▸ **REQUIRED WORK**:
Your answer should be an exact copy of the lines from the start of the entries to the line containing "#[command(author, version, about, long_about", both included.

▸ **SUPPLIED ENTRIES**:
+++++
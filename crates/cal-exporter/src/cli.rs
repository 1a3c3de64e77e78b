//! CLI argument parsing using clap derive macros.
//!
//! Running `cal-exporter` without a subcommand exports events; `config` and
//! `completions` are housekeeping subcommands.

use std::path::PathBuf;

use clap::{ArgAction, Parser, Subcommand, ValueEnum};

/// cal-exporter - Export calendar events filtered by date range and hashtags
#[derive(Parser, Debug)]
#[command(name = "cal-exporter")]
#[command(author, version, about, long_about = None)]
#[command(propagate_version = true)]
pub struct Cli {
    /// Verbose output (show debug information)
    #[arg(short, long, global = true)]
    pub verbose: bool,

    /// Quiet mode (errors only)
    #[arg(short, long, global = true, conflicts_with = "verbose")]
    pub quiet: bool,

    /// Disable colors in output
    #[arg(long, global = true)]
    pub no_color: bool,

    /// IANA timezone for dates without an offset (default: system local)
    #[arg(long, global = true, value_name = "TZ")]
    pub timezone: Option<String>,

    /// Google Calendar ID or public iCal feed URL
    #[arg(short, long, value_name = "ID_OR_URL")]
    pub calendar: Option<String>,

    /// Local .ics file to read instead of a calendar
    #[arg(short, long, value_name = "FILE")]
    pub local: Option<PathBuf>,

    /// Hashtag filter; commas mean AND, repeated flags mean OR
    #[arg(short, long, action = ArgAction::Append, value_name = "TAGS")]
    pub search: Vec<String>,

    /// Date or range: "today", YYYY-MM-DD, YYYY-MM-DDTHH:MM, or START:END
    #[arg(short, long, value_name = "RANGE")]
    pub date: Option<String>,

    /// Write the export to this file
    #[arg(short, long, value_name = "FILE")]
    pub write: Option<PathBuf>,

    /// Export format (inferred from the --write extension when omitted)
    #[arg(short, long, value_enum, ignore_case = true)]
    pub export: Option<ExportFormat>,

    /// Also print the events to the terminal when writing a file
    #[arg(short, long)]
    pub terminal: bool,

    /// JSON file holding a Google access token ("access_token" or "token")
    #[arg(short = 'g', long, value_name = "FILE")]
    pub credentials: Option<PathBuf>,

    /// Google Calendar access token
    #[arg(long, env = "CAL_EXPORTER_GOOGLE_TOKEN", hide_env_values = true)]
    pub google_token: Option<String>,

    #[command(subcommand)]
    pub command: Option<Commands>,
}

/// Available subcommands
#[derive(Subcommand, Debug)]
pub enum Commands {
    /// Manage configuration
    Config {
        #[command(subcommand)]
        command: Option<ConfigCommands>,
    },

    /// Generate shell completions
    Completions {
        /// Shell to generate completions for
        #[arg(value_enum)]
        shell: Shell,
    },
}

/// Config subcommands
#[derive(Subcommand, Debug)]
pub enum ConfigCommands {
    /// Show current configuration (default)
    Show,

    /// Set a configuration value
    Set {
        /// Configuration key (e.g., "timezone", "output.format")
        key: String,

        /// Value to set
        value: String,
    },

    /// Show config file path
    Path,
}

/// File formats accepted by `--export`
#[derive(ValueEnum, Clone, Copy, Debug, PartialEq, Eq)]
pub enum ExportFormat {
    Pdf,
    Xlsx,
    Ods,
    Csv,
    Json,
}

/// Shell types for completions
#[derive(ValueEnum, Clone, Debug)]
pub enum Shell {
    Bash,
    Zsh,
    Fish,
    Powershell,
}

#[cfg(test)]
mod tests {
    use super::*;
    use clap::CommandFactory;

    #[test]
    fn verify_cli() {
        Cli::command().debug_assert();
    }

    #[test]
    fn test_global_flags() {
        let cli = Cli::parse_from(["cal-exporter", "--verbose", "-l", "cal.ics"]);
        assert!(cli.verbose);
        assert!(!cli.quiet);

        let cli = Cli::parse_from(["cal-exporter", "-q", "--no-color", "-l", "cal.ics"]);
        assert!(cli.quiet);
        assert!(cli.no_color);
    }

    #[test]
    fn test_quiet_conflicts_with_verbose() {
        let result = Cli::try_parse_from(["cal-exporter", "-q", "-v", "-l", "cal.ics"]);
        assert!(result.is_err());
    }

    #[test]
    fn test_export_flags() {
        let cli = Cli::parse_from([
            "cal-exporter",
            "-c",
            "primary",
            "-d",
            "2026-02-01:2026-02-28",
            "-w",
            "out/report.pdf",
            "-e",
            "pdf",
            "-t",
        ]);
        assert_eq!(cli.calendar.as_deref(), Some("primary"));
        assert_eq!(cli.date.as_deref(), Some("2026-02-01:2026-02-28"));
        assert_eq!(cli.write, Some(PathBuf::from("out/report.pdf")));
        assert_eq!(cli.export, Some(ExportFormat::Pdf));
        assert!(cli.terminal);
        assert!(cli.command.is_none());
    }

    #[test]
    fn test_search_is_repeatable() {
        let cli = Cli::parse_from([
            "cal-exporter",
            "-l",
            "cal.ics",
            "-s",
            "#billable,#client",
            "--search",
            "zzp",
        ]);
        assert_eq!(cli.search, vec!["#billable,#client", "zzp"]);
    }

    #[test]
    fn test_export_format_ignores_case() {
        let cli = Cli::parse_from(["cal-exporter", "-l", "cal.ics", "-e", "XLSX"]);
        assert_eq!(cli.export, Some(ExportFormat::Xlsx));

        let cli = Cli::parse_from(["cal-exporter", "-l", "cal.ics", "--export", "Csv"]);
        assert_eq!(cli.export, Some(ExportFormat::Csv));
    }

    #[test]
    fn test_unknown_export_format_rejected() {
        let result = Cli::try_parse_from(["cal-exporter", "-l", "cal.ics", "-e", "docx"]);
        assert!(result.is_err());
    }

    #[test]
    fn test_credentials_and_timezone() {
        let cli = Cli::parse_from([
            "cal-exporter",
            "-c",
            "primary",
            "-g",
            "creds.json",
            "--timezone",
            "Europe/Amsterdam",
        ]);
        assert_eq!(cli.credentials, Some(PathBuf::from("creds.json")));
        assert_eq!(cli.timezone.as_deref(), Some("Europe/Amsterdam"));
    }

    #[test]
    fn test_config_subcommands() {
        let cli = Cli::parse_from(["cal-exporter", "config"]);
        assert!(matches!(cli.command, Some(Commands::Config { command: None })));

        let cli = Cli::parse_from(["cal-exporter", "config", "set", "timezone", "UTC"]);
        match cli.command {
            Some(Commands::Config {
                command: Some(ConfigCommands::Set { key, value }),
            }) => {
                assert_eq!(key, "timezone");
                assert_eq!(value, "UTC");
            }
            other => panic!("Expected config set, got {:?}", other),
        }

        let cli = Cli::parse_from(["cal-exporter", "config", "path"]);
        assert!(matches!(
            cli.command,
            Some(Commands::Config {
                command: Some(ConfigCommands::Path)
            })
        ));
    }

    #[test]
    fn test_completions_command() {
        let cli = Cli::parse_from(["cal-exporter", "completions", "zsh"]);
        assert!(matches!(
            cli.command,
            Some(Commands::Completions { shell: Shell::Zsh })
        ));
    }
}
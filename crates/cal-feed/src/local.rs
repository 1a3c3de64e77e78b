//! Event source backed by a local `.ics` file.

use std::path::{Path, PathBuf};

use cal_core_rs::{CalendarEvent, DateRange};
use tracing::info;

use crate::error::{FeedError, Result};
use crate::ics::{events_in_range, parse_calendar_str};
use crate::source::EventSource;
use crate::zone::Zone;

/// Reads events from an iCalendar file on disk.
#[derive(Debug, Clone)]
pub struct LocalIcsSource {
    path: PathBuf,
    zone: Zone,
}

impl LocalIcsSource {
    /// Creates a source for `path`.
    ///
    /// # Errors
    ///
    /// Returns [`FeedError::NotFound`] if the file does not exist and
    /// [`FeedError::InvalidExtension`] if it does not end in `.ics`
    /// (any case).
    pub fn new(path: impl Into<PathBuf>, zone: Zone) -> Result<Self> {
        let path = path.into();

        if !path.exists() {
            return Err(FeedError::NotFound { path });
        }
        if !has_ics_extension(&path) {
            return Err(FeedError::InvalidExtension { path });
        }

        Ok(Self { path, zone })
    }

    /// Returns the file path.
    pub fn path(&self) -> &Path {
        &self.path
    }

    /// Reads and parses every event in the file.
    pub async fn fetch_all(&self) -> Result<Vec<CalendarEvent>> {
        let text = tokio::fs::read_to_string(&self.path)
            .await
            .map_err(|source| FeedError::Io {
                path: self.path.clone(),
                source,
            })?;
        parse_calendar_str(&text, self.zone)
    }
}

impl EventSource for LocalIcsSource {
    async fn fetch(&self, range: &DateRange) -> Result<Vec<CalendarEvent>> {
        let events = self.fetch_all().await?;
        let total = events.len();
        let selected = events_in_range(events, range);
        info!(
            path = %self.path.display(),
            total,
            selected = selected.len(),
            "parsed local calendar"
        );
        Ok(selected)
    }
}

fn has_ics_extension(path: &Path) -> bool {
    path.extension()
        .and_then(|ext| ext.to_str())
        .is_some_and(|ext| ext.eq_ignore_ascii_case("ics"))
}
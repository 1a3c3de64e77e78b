//! Error types for the filter module.

use thiserror::Error;

/// A specialized Result type for date-range parsing.
pub type DateRangeResult<T> = Result<T, DateRangeError>;

/// Errors that can occur while parsing a date-range string.
#[derive(Debug, Clone, Error, PartialEq, Eq)]
pub enum DateRangeError {
    /// A date or datetime token could not be parsed.
    #[error("Invalid date format: {input}. Use YYYY-MM-DD or YYYY-MM-DDTHH:MM")]
    InvalidDateFormat {
        /// The token that failed to parse.
        input: String,
    },
}

impl DateRangeError {
    /// Creates an invalid date format error.
    pub fn invalid_date_format(input: impl Into<String>) -> Self {
        DateRangeError::InvalidDateFormat {
            input: input.into(),
        }
    }

    /// Returns the offending input.
    pub fn input(&self) -> &str {
        match self {
            DateRangeError::InvalidDateFormat { input } => input,
        }
    }
}
//! iCalendar (`.ics`) parsing into [`CalendarEvent`]s.
//!
//! Only `VEVENT` components are read. For each event:
//!
//! - `SUMMARY` (defaults to `No Title`), `DESCRIPTION`, `LOCATION` and `UID`
//!   are copied with text escapes removed
//! - `DTSTART` is required; events without a usable start are skipped
//! - `DTEND` defaults to one hour after the start
//! - hashtags are extracted from the description
//!
//! Date values (`VALUE=DATE`) start at midnight. UTC values and values with a
//! `TZID` are converted into the target [`Zone`]; floating values are placed
//! in it as-is.

use std::io::BufRead;

use cal_core_rs::filter::{extract_hashtags, localize};
use cal_core_rs::{CalendarEvent, DateRange};
use chrono::{
    DateTime, Duration, FixedOffset, NaiveDate, NaiveDateTime, NaiveTime, TimeZone, Utc,
};
use chrono_tz::Tz;
use ical::parser::ical::component::IcalEvent;
use ical::property::Property;
use tracing::{debug, trace};

use crate::error::{FeedError, Result};
use crate::zone::Zone;

/// Summary used for events without a `SUMMARY` property.
pub const DEFAULT_SUMMARY: &str = "No Title";

const ICS_DATETIME_FORMATS: &[&str] = &["%Y%m%dT%H%M%S", "%Y%m%dT%H%M"];

/// Parses every `VEVENT` in an iCalendar stream.
///
/// Events are returned sorted by start time. Malformed events are skipped.
///
/// # Errors
///
/// Returns [`FeedError::Parse`] if the stream is not valid iCalendar or
/// holds no `VCALENDAR` at all.
pub fn parse_calendar<R: BufRead>(reader: R, zone: Zone) -> Result<Vec<CalendarEvent>> {
    let mut events = Vec::new();
    let mut skipped = 0usize;
    let mut calendars = 0usize;

    for calendar in ical::IcalParser::new(reader) {
        let calendar = calendar.map_err(|e| FeedError::parse(e.to_string()))?;
        calendars += 1;

        for component in &calendar.events {
            match parse_event(component, zone) {
                Some(event) => events.push(event),
                None => skipped += 1,
            }
        }
    }

    if calendars == 0 {
        return Err(FeedError::parse("no VCALENDAR found"));
    }
    if skipped > 0 {
        debug!(skipped, "skipped events without a usable DTSTART");
    }

    events.sort_by_key(|e| e.start);
    Ok(events)
}

/// Parses iCalendar text. See [`parse_calendar`].
///
/// Blank text is an empty calendar.
pub fn parse_calendar_str(text: &str, zone: Zone) -> Result<Vec<CalendarEvent>> {
    if text.trim().is_empty() {
        return Ok(Vec::new());
    }
    parse_calendar(text.as_bytes(), zone)
}

/// Keeps the events overlapping `range`, sorted by start time.
pub fn events_in_range(events: Vec<CalendarEvent>, range: &DateRange) -> Vec<CalendarEvent> {
    let mut selected: Vec<CalendarEvent> =
        events.into_iter().filter(|e| range.overlaps(e)).collect();
    selected.sort_by_key(|e| e.start);
    selected
}

fn parse_event(component: &IcalEvent, zone: Zone) -> Option<CalendarEvent> {
    let mut summary = None;
    let mut description = None;
    let mut location = None;
    let mut uid = None;
    let mut start = None;
    let mut end = None;

    for property in &component.properties {
        match property.name.to_ascii_uppercase().as_str() {
            "SUMMARY" => summary = text_value(property),
            "DESCRIPTION" => description = text_value(property),
            "LOCATION" => location = text_value(property),
            "UID" => uid = property.value.clone(),
            "DTSTART" => start = datetime_value(property, zone),
            "DTEND" => end = datetime_value(property, zone),
            _ => {}
        }
    }

    let Some(start) = start else {
        trace!(uid = ?uid, "event has no parsable DTSTART");
        return None;
    };
    let end = end.unwrap_or_else(|| start + Duration::hours(1));

    let hashtags = extract_hashtags(description.as_deref());
    Some(CalendarEvent {
        summary: summary.unwrap_or_else(|| DEFAULT_SUMMARY.to_string()),
        start,
        end,
        description,
        location,
        uid,
        hashtags,
    })
}

fn text_value(property: &Property) -> Option<String> {
    property.value.as_deref().map(unescape_text)
}

fn param<'a>(property: &'a Property, name: &str) -> Option<&'a str> {
    property
        .params
        .as_ref()?
        .iter()
        .find(|(key, _)| key.eq_ignore_ascii_case(name))
        .and_then(|(_, values)| values.first())
        .map(String::as_str)
}

fn datetime_value(property: &Property, zone: Zone) -> Option<DateTime<FixedOffset>> {
    let value = property.value.as_deref()?;
    let is_date = param(property, "VALUE").is_some_and(|v| v.eq_ignore_ascii_case("DATE"));
    if is_date {
        return NaiveDate::parse_from_str(value.trim(), "%Y%m%d")
            .ok()
            .map(|date| zone.localize(date.and_time(NaiveTime::MIN)));
    }
    parse_ics_datetime(value, param(property, "TZID"), zone)
}

/// Parses an iCalendar `DATE` or `DATE-TIME` value.
///
/// - `20260201` - midnight in `zone`
/// - `20260201T090000Z` - UTC, converted into `zone`
/// - `20260201T090000` with `tzid` - resolved in that IANA zone, converted into `zone`
/// - `20260201T090000` - floating, placed in `zone`
///
/// Unknown `TZID`s are treated as floating.
pub fn parse_ics_datetime(
    value: &str,
    tzid: Option<&str>,
    zone: Zone,
) -> Option<DateTime<FixedOffset>> {
    let value = value.trim();

    if value.len() == 8 && value.bytes().all(|b| b.is_ascii_digit()) {
        let date = NaiveDate::parse_from_str(value, "%Y%m%d").ok()?;
        return Some(zone.localize(date.and_time(NaiveTime::MIN)));
    }

    if let Some(utc) = value.strip_suffix('Z').or_else(|| value.strip_suffix('z')) {
        let naive = parse_naive(utc)?;
        return Some(zone.convert(&Utc.from_utc_datetime(&naive)));
    }

    let naive = parse_naive(value)?;
    match tzid.map(|id| id.trim().trim_matches('"')) {
        Some(id) => match id.parse::<Tz>() {
            Ok(tz) => Some(zone.convert(&localize(&tz, naive))),
            Err(_) => {
                debug!(tzid = id, "unknown TZID, treating time as floating");
                Some(zone.localize(naive))
            }
        },
        None => Some(zone.localize(naive)),
    }
}

fn parse_naive(value: &str) -> Option<NaiveDateTime> {
    ICS_DATETIME_FORMATS
        .iter()
        .find_map(|format| NaiveDateTime::parse_from_str(value, format).ok())
}

/// Removes iCalendar text escapes (`\n`, `\N`, `\,`, `\;`, `\\`).
///
/// Unknown escapes are kept verbatim.
pub fn unescape_text(value: &str) -> String {
    let mut out = String::with_capacity(value.len());
    let mut chars = value.chars();

    while let Some(c) = chars.next() {
        if c != '\\' {
            out.push(c);
            continue;
        }
        match chars.next() {
            Some('n') | Some('N') => out.push('\n'),
            Some(',') => out.push(','),
            Some(';') => out.push(';'),
            Some('\\') => out.push('\\'),
            Some(other) => {
                out.push('\\');
                out.push(other);
            }
            None => out.push('\\'),
        }
    }

    out
}
//! Hashtag extraction and search-term parsing.

use std::collections::BTreeSet;
use std::sync::OnceLock;

use regex::Regex;

/// A set of normalized hashtags that must all be present (AND).
pub type HashtagGroup = BTreeSet<String>;

fn hashtag_regex() -> &'static Regex {
    static RE: OnceLock<Regex> = OnceLock::new();
    // `\w` is Unicode-aware in the regex crate, matching letters, digits and `_`.
    RE.get_or_init(|| Regex::new(r"#\w+").expect("hashtag pattern is valid"))
}

/// Extracts hashtags from free text.
///
/// Returns every maximal `#` + word-character run in order of appearance.
/// Duplicates are kept and case is preserved. `None` and empty input yield
/// an empty list.
///
/// # Example
///
/// ```
/// use cal_core_rs::filter::extract_hashtags;
///
/// let tags = extract_hashtags(Some("Meeting about #project and #Client"));
/// assert_eq!(tags, vec!["#project", "#Client"]);
/// assert!(extract_hashtags(None).is_empty());
/// ```
pub fn extract_hashtags(text: Option<&str>) -> Vec<String> {
    let Some(text) = text.filter(|t| !t.is_empty()) else {
        return Vec::new();
    };

    hashtag_regex()
        .find_iter(text)
        .map(|m| m.as_str().to_string())
        .collect()
}

/// Normalizes a raw search tag: trims it, adds a leading `#` when missing and
/// lowercases the result.
///
/// An empty or whitespace-only tag normalizes to `#`.
pub fn normalize_hashtag(tag: &str) -> String {
    let trimmed = tag.trim();
    if trimmed.starts_with('#') {
        trimmed.to_lowercase()
    } else {
        format!("#{trimmed}").to_lowercase()
    }
}

/// Parses search terms into AND-groups.
///
/// Each term yields exactly one group, in input order. Commas inside a term
/// separate tags that must all match; separate terms are alternatives.
///
/// ```text
/// ["#zzp, #work", "#meeting"]  =>  (#zzp AND #work) OR #meeting
/// ```
pub fn parse_hashtag_groups<S: AsRef<str>>(terms: &[S]) -> Vec<HashtagGroup> {
    terms
        .iter()
        .map(|term| {
            let term = term.as_ref();
            if term.contains(',') {
                term.split(',').map(normalize_hashtag).collect()
            } else {
                BTreeSet::from([normalize_hashtag(term)])
            }
        })
        .collect()
}

/// A parsed OR-of-ANDs hashtag query.
#[derive(Debug, Clone, Default, PartialEq, Eq)]
pub struct HashtagQuery {
    groups: Vec<HashtagGroup>,
}

impl HashtagQuery {
    /// Parses raw search terms into a query.
    pub fn parse<S: AsRef<str>>(terms: &[S]) -> Self {
        Self {
            groups: parse_hashtag_groups(terms),
        }
    }

    /// Returns the AND-groups of this query.
    pub fn groups(&self) -> &[HashtagGroup] {
        &self.groups
    }

    /// Returns true if the query has no groups (matches everything).
    pub fn is_empty(&self) -> bool {
        self.groups.is_empty()
    }

    /// Returns true if at least one group is fully contained in `tags`.
    ///
    /// `tags` must already be lowercased.
    pub fn matches_tags(&self, tags: &BTreeSet<String>) -> bool {
        self.groups.iter().any(|group| group.is_subset(tags))
    }
}
use async_trait::async_trait;
use futures::StreamExt;
use lapin::options::{
    BasicCancelOptions, BasicConsumeOptions, BasicPublishOptions, BasicQosOptions,
    QueueDeclareOptions,
};
use lapin::types::FieldTable;
use lapin::{BasicProperties, Channel, Connection, ConnectionProperties};
use tokio::sync::Mutex;
use tracing::*;

use super::{Acker, BrokerError, Deliveries, Delivery, Message, Transport};
use crate::config::BrokerConfig;

const PERSISTENT: u8 = 2;
const REPLY_SUCCESS: u16 = 200;

struct Link {
    connection: Connection,
    channel: Channel,
}

/// AMQP connection and channel, opened on first use and reopened lazily
/// when the cached ones are found dead before an operation.
pub struct AmqpTransport {
    config: BrokerConfig,
    link: Mutex<Option<Link>>,
}

impl AmqpTransport {
    pub fn new(config: BrokerConfig) -> Self {
        AmqpTransport {
            config,
            link: Mutex::new(None),
        }
    }

    /// Opens (or reuses) the connection and channel.
    pub async fn connect(&self) -> Result<(), BrokerError> {
        self.ensure_channel().await.map(|_| ())
    }

    #[instrument(name = "amqp.ensure_channel", skip(self))]
    async fn ensure_channel(&self) -> Result<Channel, BrokerError> {
        let mut link = self.link.lock().await;

        if let Some(current) = link.as_ref() {
            if current.connection.status().connected() && current.channel.status().connected() {
                return Ok(current.channel.clone());
            }
        }

        let connection = match link.take() {
            Some(stale) if stale.connection.status().connected() => {
                debug!("Channel dropped, reopening on live connection");
                stale.connection
            }
            _ => self.open_connection().await?,
        };
        let channel = connection.create_channel().await?;

        *link = Some(Link {
            connection,
            channel: channel.clone(),
        });
        Ok(channel)
    }

    async fn open_connection(&self) -> Result<Connection, BrokerError> {
        let timeout = self.config.connect_timeout();
        trace!(host = %self.config.host, port = self.config.port, "Connecting to broker");

        match tokio::time::timeout(
            timeout,
            Connection::connect(&self.config.uri(), ConnectionProperties::default()),
        )
        .await
        {
            Ok(Ok(connection)) => {
                info!(host = %self.config.host, "Connected to broker");
                Ok(connection)
            }
            Ok(Err(err)) => Err(BrokerError::Connection(err.to_string())),
            Err(_) => Err(BrokerError::ConnectTimeout(timeout)),
        }
    }
}

/// Named work queue: survives broker restarts, shared by every worker.
fn work_queue_options() -> QueueDeclareOptions {
    QueueDeclareOptions {
        durable: true,
        exclusive: false,
        auto_delete: false,
        ..QueueDeclareOptions::default()
    }
}

/// Server-named reply queue, private to the declaring connection.
fn reply_queue_options() -> QueueDeclareOptions {
    QueueDeclareOptions {
        durable: false,
        exclusive: true,
        auto_delete: true,
        ..QueueDeclareOptions::default()
    }
}

fn to_properties(message: &Message) -> BasicProperties {
    let mut properties = BasicProperties::default();
    if let Some(correlation_id) = &message.correlation_id {
        properties = properties.with_correlation_id(correlation_id.as_str().into());
    }
    if let Some(reply_to) = &message.reply_to {
        properties = properties.with_reply_to(reply_to.as_str().into());
    }
    if message.persistent {
        properties = properties.with_delivery_mode(PERSISTENT);
    }
    properties
}

fn to_message(properties: &BasicProperties, body: Vec<u8>) -> Message {
    Message {
        correlation_id: properties
            .correlation_id()
            .as_ref()
            .map(|id| id.as_str().to_owned()),
        reply_to: properties
            .reply_to()
            .as_ref()
            .map(|queue| queue.as_str().to_owned()),
        persistent: *properties.delivery_mode() == Some(PERSISTENT),
        body,
    }
}

fn to_delivery(delivery: lapin::message::Delivery, auto_ack: bool) -> Delivery {
    let message = to_message(&delivery.properties, delivery.data);
    let acker = if auto_ack {
        Acker::Auto
    } else {
        Acker::Amqp(delivery.acker)
    };
    Delivery::new(message, acker)
}

#[async_trait]
impl Transport for AmqpTransport {
    async fn declare_work_queue(&self, name: &str) -> Result<(), BrokerError> {
        let channel = self.ensure_channel().await?;
        channel
            .queue_declare(name, work_queue_options(), FieldTable::default())
            .await?;
        Ok(())
    }

    async fn declare_reply_queue(&self) -> Result<String, BrokerError> {
        let channel = self.ensure_channel().await?;
        let queue = channel
            .queue_declare("", reply_queue_options(), FieldTable::default())
            .await?;
        Ok(queue.name().as_str().to_owned())
    }

    async fn publish(&self, queue: &str, message: Message) -> Result<(), BrokerError> {
        let channel = self.ensure_channel().await?;
        let properties = to_properties(&message);

        channel
            .basic_publish(
                "",
                queue,
                BasicPublishOptions::default(),
                &message.body,
                properties,
            )
            .await?
            .await?;
        Ok(())
    }

    async fn consume_work(&self, queue: &str, prefetch: u16) -> Result<Deliveries, BrokerError> {
        let channel = self.ensure_channel().await?;
        channel
            .basic_qos(prefetch, BasicQosOptions::default())
            .await?;

        let consumer = channel
            .basic_consume(
                queue,
                "",
                BasicConsumeOptions {
                    no_ack: false,
                    ..BasicConsumeOptions::default()
                },
                FieldTable::default(),
            )
            .await?;

        Ok(consumer
            .map(|delivery| -> Result<Delivery, BrokerError> {
                Ok(to_delivery(delivery?, false))
            })
            .boxed())
    }

    async fn consume_replies(&self, queue: &str) -> Result<Deliveries, BrokerError> {
        let channel = self.ensure_channel().await?;
        // The reply queue name doubles as consumer tag so the consumer can be
        // cancelled by name on release.
        let consumer = channel
            .basic_consume(
                queue,
                queue,
                BasicConsumeOptions {
                    no_ack: true,
                    exclusive: true,
                    ..BasicConsumeOptions::default()
                },
                FieldTable::default(),
            )
            .await?;

        Ok(consumer
            .map(|delivery| -> Result<Delivery, BrokerError> {
                Ok(to_delivery(delivery?, true))
            })
            .boxed())
    }

    async fn release_reply_queue(&self, queue: &str) -> Result<(), BrokerError> {
        let channel = match self.link.lock().await.as_ref() {
            Some(link) if link.channel.status().connected() => link.channel.clone(),
            // Exclusive queues die with their channel's connection.
            _ => return Ok(()),
        };
        channel
            .basic_cancel(queue, BasicCancelOptions::default())
            .await?;
        Ok(())
    }

    #[instrument(name = "amqp.close", skip(self))]
    async fn close(&self) -> Result<(), BrokerError> {
        let Some(link) = self.link.lock().await.take() else {
            return Ok(());
        };

        if link.channel.status().connected() {
            if let Err(err) = link.channel.close(REPLY_SUCCESS, "closing").await {
                warn!(error = %err, "Failed to close channel");
            }
        }
        if link.connection.status().connected() {
            link.connection.close(REPLY_SUCCESS, "closing").await?;
        }
        info!("Broker connection closed");
        Ok(())
    }
}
+++++
▸ **SOLUTION**:
filename crates/cal-exporter/src/cli.rs
repository 1a3c3de64e77e78b
//! CLI argument parsing using clap derive macros.
//!
//! Running `cal-exporter` without a subcommand exports events; `config` and
//! `completions` are housekeeping subcommands.

use std::path::PathBuf;

use clap::{ArgAction, Parser, Subcommand, ValueEnum};

/// cal-exporter - Export calendar events filtered by date range and hashtags
#[derive(Parser, Debug)]
#[command(name = "cal-exporter")]
#[command(author, version, about, long_about = None)]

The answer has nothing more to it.